Unbox がすべてにおいて優れているというわけではありません。 各 JSON パーサそれぞれ特長があり、独自の機能を持っていたりします。 プロジェクトの実装ポリシや趣向に合わせて、どれを採用すべきか検討するとよいと思います。

Freddy

Unbox と大きく異なるのは、どの型として解釈するかをメソッドで明示する点です。 JSON をどのようにパースするかがコードとして明確化され、より厳格に記述することができます。
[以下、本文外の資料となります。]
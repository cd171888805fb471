//! Token minting, validation, and the claims they carry.

pub mod claims;
pub mod cookie;
pub mod issuer;
pub mod validator;

pub use claims::{Access, AccessClaims, AccessScope, EventId, Role};
pub use cookie::{read_cookie, CookieSettings, SameSite};
pub use issuer::TokenIssuer;
pub use validator::{TokenError, TokenValidator};

use crate::config::Config;
use common::secret::SecretString;
use jsonwebtoken::Algorithm;
use std::fmt;
use std::time::Duration;

/// Signing parameters shared by the issuer and the validator.
#[derive(Clone)]
pub struct TokenSettings {
    pub secret: SecretString,
    pub algorithm: Algorithm,
    pub ttl_minutes: i64,
    pub issuer: String,
    pub clock_skew: Duration,
}

impl fmt::Debug for TokenSettings {
    fn fmt(&self, f: &mut fmt::Formatter<'_>) -> fmt::Result {
        f.debug_struct("TokenSettings")
            .field("secret", &"[REDACTED]")
            .field("algorithm", &self.algorithm)
            .field("ttl_minutes", &self.ttl_minutes)
            .field("issuer", &self.issuer)
            .field("clock_skew", &self.clock_skew)
            .finish()
    }
}

impl TokenSettings {
    pub fn new(
        secret: SecretString,
        algorithm: Algorithm,
        ttl_minutes: i64,
        issuer: impl Into<String>,
        clock_skew: Duration,
    ) -> Self {
        Self {
            secret,
            algorithm,
            ttl_minutes,
            issuer: issuer.into(),
            clock_skew,
        }
    }

    pub fn from_config(config: &Config) -> Self {
        Self::new(
            config.jwt_secret.clone(),
            config.jwt_algorithm,
            config.jwt_access_expires_min,
            config.jwt_issuer.clone(),
            config.jwt_clock_skew,
        )
    }

    pub fn ttl_seconds(&self) -> i64 {
        self.ttl_minutes.saturating_mul(60)
    }
}
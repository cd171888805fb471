//! Business logic behind the HTTP handlers.

pub mod login_service;
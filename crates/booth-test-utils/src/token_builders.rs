//! Builder patterns for test token construction
//!
//! Tokens the service would never mint (expired, foreign secret, wrong
//! issuer, broken scope) are built here.

use crate::crypto_fixtures::{TEST_ISSUER, TEST_JWT_SECRET};
use chrono::{Duration, Utc};
use jsonwebtoken::{encode, Algorithm, EncodingKey, Header};
use serde_json::json;

/// Builder for signed test tokens
///
/// # Example
/// ```rust,ignore
/// let token = TestTokenBuilder::new()
///     .vendor()
///     .for_event(7)
///     .expires_in(-60)
///     .sign();
/// ```
pub struct TestTokenBuilder {
    role: String,
    access: String,
    event_id: Option<i64>,
    iat: i64,
    exp: i64,
    iss: String,
    secret: String,
    algorithm: Algorithm,
}

impl TestTokenBuilder {
    /// Admin, `all` scope, valid for one hour, signed with the test secret
    pub fn new() -> Self {
        let now = Utc::now();
        Self {
            role: "admin".to_string(),
            access: "all".to_string(),
            event_id: None,
            iat: now.timestamp(),
            exp: (now + Duration::seconds(3600)).timestamp(),
            iss: TEST_ISSUER.to_string(),
            secret: TEST_JWT_SECRET.to_string(),
            algorithm: Algorithm::HS256,
        }
    }

    pub fn admin(mut self) -> Self {
        self.role = "admin".to_string();
        self
    }

    pub fn vendor(mut self) -> Self {
        self.role = "vendor".to_string();
        self
    }

    /// Any role string, including ones the service rejects
    pub fn with_role(mut self, role: &str) -> Self {
        self.role = role.to_string();
        self
    }

    /// Scope the token to one event
    pub fn for_event(mut self, event_id: i64) -> Self {
        self.access = "event".to_string();
        self.event_id = Some(event_id);
        self
    }

    /// Set `access` without touching `event_id`
    pub fn with_access(mut self, access: &str) -> Self {
        self.access = access.to_string();
        self
    }

    /// Set expiration in seconds from now (negative for expired)
    pub fn expires_in(mut self, seconds: i64) -> Self {
        self.exp = (Utc::now() + Duration::seconds(seconds)).timestamp();
        self
    }

    /// Set issued-at timestamp
    pub fn issued_at(mut self, timestamp: i64) -> Self {
        self.iat = timestamp;
        self
    }

    pub fn with_issuer(mut self, issuer: &str) -> Self {
        self.iss = issuer.to_string();
        self
    }

    pub fn signed_with(mut self, secret: &str) -> Self {
        self.secret = secret.to_string();
        self
    }

    pub fn with_algorithm(mut self, algorithm: Algorithm) -> Self {
        self.algorithm = algorithm;
        self
    }

    /// Build the claims as a JSON value
    pub fn claims(&self) -> serde_json::Value {
        json!({
            "role": self.role,
            "access": self.access,
            "event_id": self.event_id,
            "iat": self.iat,
            "exp": self.exp,
            "iss": self.iss,
        })
    }

    /// Sign the claims
    pub fn sign(self) -> String {
        let mut header = Header::new(self.algorithm);
        header.typ = Some("JWT".to_string());

        encode(
            &header,
            &self.claims(),
            &EncodingKey::from_secret(self.secret.as_bytes()),
        )
        .expect("HMAC signing of test claims should not fail")
    }
}

impl Default for TestTokenBuilder {
    fn default() -> Self {
        Self::new()
    }
}
//! Session introspection.
//!
//! Echoes the claims the guard injected, so clients can learn their role and
//! scope without decoding the token themselves.

use crate::auth::claims::{Access, AccessClaims, EventId, Role};
use axum::{Extension, Json};
use serde::Serialize;

/// Decoded session as returned to clients.
#[derive(Debug, Serialize)]
pub struct SessionResponse {
    pub role: Role,
    pub access: Access,
    #[serde(rename = "eventId", skip_serializing_if = "Option::is_none")]
    pub event_id: Option<EventId>,
    pub iat: i64,
    pub exp: i64,
}

impl From<&AccessClaims> for SessionResponse {
    fn from(claims: &AccessClaims) -> Self {
        Self {
            role: claims.role,
            access: claims.access,
            event_id: claims.bound_event_id(),
            iat: claims.iat,
            exp: claims.exp,
        }
    }
}

/// GET /api/auth/session, /api/admin/session, /api/events/:event_id/session
#[tracing::instrument(skip_all, name = "booth.session.get")]
pub async fn get_session(Extension(claims): Extension<AccessClaims>) -> Json<SessionResponse> {
    Json(SessionResponse::from(&claims))
}
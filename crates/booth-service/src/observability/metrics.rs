//! Metrics definitions for the booth service.
//!
//! All metrics follow Prometheus naming conventions:
//! - `booth_` prefix
//! - `_total` suffix for counters
//! - `_seconds` suffix for duration histograms
//!
//! # Cardinality
//!
//! Labels are bounded:
//! - `role`: 2 values (admin, vendor)
//! - `access`: 2 values (all, event)
//! - `status`: success, error
//! - `error_category`: bounded by `TokenError::category`
//! - `outcome`: allowed, insufficient_role, event_not_authorized, invalid_event_context, invalid_token
//! - `table`: bounded by schema (events)
//! - `endpoint`: normalized, event ids replaced by `{event_id}`

use metrics::{counter, histogram};
use metrics_exporter_prometheus::{Matcher, PrometheusBuilder, PrometheusHandle};
use std::time::Duration;

/// Install the global Prometheus recorder.
///
/// Must be called once before any metric is recorded.
pub fn init_metrics_recorder() -> Result<PrometheusHandle, String> {
    build_recorder_builder()?
        .install_recorder()
        .map_err(|e| format!("Failed to install Prometheus recorder: {e}"))
}

/// Builder with the service's histogram buckets, shared with tests that
/// need a handle without a global install.
pub fn build_recorder_builder() -> Result<PrometheusBuilder, String> {
    PrometheusBuilder::new()
        .set_buckets_for_metric(
            Matcher::Prefix("booth_http_request".to_string()),
            &[
                0.005, 0.010, 0.025, 0.050, 0.100, 0.200, 0.500, 1.000, 2.000,
            ],
        )
        .map_err(|e| format!("Failed to set HTTP request buckets: {e}"))?
        .set_buckets_for_metric(
            Matcher::Prefix("booth_db_query".to_string()),
            &[
                0.001, 0.002, 0.005, 0.010, 0.020, 0.050, 0.100, 0.250, 0.500, 1.000,
            ],
        )
        .map_err(|e| format!("Failed to set DB query buckets: {e}"))
}

// ============================================================================
// Token Metrics
// ============================================================================

/// Record a token issuance.
///
/// Metric: `booth_token_issuance_total`
/// Labels: `role`, `access`
pub fn record_token_issuance(role: &str, access: &str) {
    counter!("booth_token_issuance_total", "role" => role.to_string(), "access" => access.to_string())
        .increment(1);
}

/// Record a token validation result.
///
/// Metric: `booth_token_validations_total`
/// Labels: `status`, `error_category`
pub fn record_token_validation(status: &str, error_category: Option<&str>) {
    let category = error_category.unwrap_or("none");
    counter!("booth_token_validations_total", "status" => status.to_string(), "error_category" => category.to_string())
        .increment(1);
}

// ============================================================================
// Guard and Login Metrics
// ============================================================================

/// Record an access guard decision.
///
/// Metric: `booth_guard_decisions_total`
/// Labels: `outcome`
pub fn record_guard_decision(outcome: &str) {
    counter!("booth_guard_decisions_total", "outcome" => outcome.to_string()).increment(1);
}

/// Record a login attempt.
///
/// Metric: `booth_login_attempts_total`
/// Labels: `role`, `status`
pub fn record_login_attempt(role: &str, status: &str) {
    counter!("booth_login_attempts_total", "role" => role.to_string(), "status" => status.to_string())
        .increment(1);
}

// ============================================================================
// Database Metrics
// ============================================================================

/// Record a database query.
///
/// Metrics: `booth_db_query_duration_seconds`, `booth_db_queries_total`
/// Labels: `operation`, `table`, `status`
pub fn record_db_query(operation: &str, table: &str, status: &str, duration: Duration) {
    histogram!("booth_db_query_duration_seconds", "operation" => operation.to_string(), "table" => table.to_string())
        .record(duration.as_secs_f64());

    counter!("booth_db_queries_total", "operation" => operation.to_string(), "table" => table.to_string(), "status" => status.to_string())
        .increment(1);
}

// ============================================================================
// HTTP Metrics
// ============================================================================

/// Record an HTTP request.
///
/// Metrics: `booth_http_requests_total`, `booth_http_request_duration_seconds`
/// Labels: `method`, `endpoint`, `status_code` / `status`
pub fn record_http_request(method: &str, endpoint: &str, status_code: u16, duration: Duration) {
    let normalized_endpoint = normalize_endpoint(endpoint);
    let status = categorize_status_code(status_code);

    histogram!("booth_http_request_duration_seconds",
        "method" => method.to_string(),
        "endpoint" => normalized_endpoint.clone(),
        "status" => status.to_string()
    )
    .record(duration.as_secs_f64());

    counter!("booth_http_requests_total",
        "method" => method.to_string(),
        "endpoint" => normalized_endpoint,
        "status_code" => status_code.to_string()
    )
    .increment(1);
}

fn categorize_status_code(status_code: u16) -> &'static str {
    match status_code {
        200..=299 => "success",
        408 | 504 => "timeout",
        _ => "error",
    }
}

fn normalize_endpoint(path: &str) -> String {
    match path {
        "/health" | "/metrics" | "/api/auth/login" | "/api/auth/logout"
        | "/api/auth/session" | "/api/admin/session" => path.to_string(),
        _ => normalize_dynamic_endpoint(path),
    }
}

/// Replace event ids with a placeholder; anything unknown becomes `/other`.
fn normalize_dynamic_endpoint(path: &str) -> String {
    let parts: Vec<&str> = path.split('/').collect();

    // /api/events/{event_id}/session
    if let ["", "api", "events", _, "session"] = parts.as_slice() {
        return "/api/events/{event_id}/session".to_string();
    }

    "/other".to_string()
}
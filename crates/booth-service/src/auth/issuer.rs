//! Access token minting.

use crate::auth::claims::{AccessClaims, AccessScope, Role};
use crate::auth::TokenSettings;
use crate::errors::BoothError;
use crate::observability::metrics::record_token_issuance;
use common::secret::ExposeSecret;
use jsonwebtoken::{encode, EncodingKey, Header};
use std::sync::Arc;
use tracing::instrument;

/// Signs access tokens with the configured shared secret.
#[derive(Debug, Clone)]
pub struct TokenIssuer {
    settings: Arc<TokenSettings>,
}

impl TokenIssuer {
    pub fn new(settings: Arc<TokenSettings>) -> Self {
        Self { settings }
    }

    /// Lifetime of issued tokens in seconds.
    pub fn ttl_seconds(&self) -> i64 {
        self.settings.ttl_seconds()
    }

    /// Mint a token for `role` and `scope`, issued now.
    pub fn issue(&self, role: Role, scope: AccessScope) -> Result<String, BoothError> {
        self.issue_at(role, scope, chrono::Utc::now().timestamp())
    }

    /// Mint a token issued at `now` and expiring `ttl_minutes` later.
    #[instrument(skip_all, fields(role = %role, access = %scope.access()))]
    pub fn issue_at(&self, role: Role, scope: AccessScope, now: i64) -> Result<String, BoothError> {
        let claims = AccessClaims::new(
            role,
            scope,
            now,
            now.saturating_add(self.settings.ttl_seconds()),
            &self.settings.issuer,
        );

        let mut header = Header::new(self.settings.algorithm);
        header.typ = Some("JWT".to_string());

        let encoding_key = EncodingKey::from_secret(self.settings.secret.expose_secret().as_bytes());

        let token = encode(&header, &claims, &encoding_key)
            .map_err(|e| BoothError::Crypto(format!("JWT signing operation failed: {}", e)))?;

        tracing::debug!(
            target: "booth.auth.issuer",
            role = %claims.role,
            access = %claims.access,
            event_id = ?claims.event_id,
            exp = claims.exp,
            "Issued access token"
        );
        record_token_issuance(role.as_str(), scope.access().as_str());

        Ok(token)
    }
}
残念なのはすべて throw するメソッドであるため、すべてに try を記述しなければならないことです。 メソッドで解釈型を明示する点も相まって、ややくどい書き方に見えます。 型変換が必要な場合の拡張も、Unbox と比較すると実装しにくい場合がありました。

ObjectMapper

返却型から推定するアプローチである点は Unbox と共通です。 <- 演算子を用いた実装を行う点において Unbox よりコードがすっきりした印象ですが、機能的には劣る点が多いです。 またイニシャライザとは別に mapping() を実装しなければならない点が、やや扱いにくいと思いました。

Argo

独特の記法で実装を行います。 Haskell 風の書き方になるので、関数型プログラミングが得意な方には読みやすいのかもしれません。

実は評価した結果、けっこう大きな問題にぶつかりました。

  • curry() の制約上、1 つの DTO に定義できるプロパティ数が 16 個までとなる
  • プロパティの宣言順とパースの順序が一致していなければならない
  • 型推論とメソッドチェーンを多用するためか、Swift コンパイラが "Expression was too complex to be solved in reasonable time" エラーになることがある

制限による行き詰まりや誤りに気づきにくい問題があるなど、現時点においては正直、怖くて使えません。。。 また演算子を多用しており初見で理解し難いところも気になりました。

まとめ

アプリ開発において、モデル層の実装は裏方に当たる部分ではありますが、欠かせないものです。 ここをなるべく簡単かつ確実に実現することで、保守性の高いコードにするとともに、より良い UI/UX の開発に注力できるのではないでしょうか? 今後より良い OSS やフレームワークが登場した際にも、これらを紹介していきたいと思います。